Goal of the exercise :: Within the listing that follows, how many lines contain the word "fallback"? Only the number is wanted.

Data extract ::
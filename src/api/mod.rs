use std::sync::Arc;

use axum::{
    routing::{get, post},
    Router,
};

use crate::AppState;

pub mod handlers;

/// Build the application router. Middleware layers (tracing, request ids,
/// security headers) are added by the caller in `main.rs`.
pub fn app(state: Arc<AppState>) -> Router {
    Router::new()
        .route("/healthz", get(|| async { "ok" }))
        // Device-registration trigger → Issuer
        .route(
            "/devices",
            post(handlers::register_device).fallback(handlers::invalid_path),
        )
        // Action links → Verifier/Executor
        .route(
            "/devices/:device_id/:action",
            get(handlers::device_action).fallback(handlers::invalid_path),
        )
        // Any other path or method is a malformed action request, rejected
        // before any token handling.
        .fallback(handlers::invalid_path)
        .with_state(state)
}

Answer for this exercise :: 3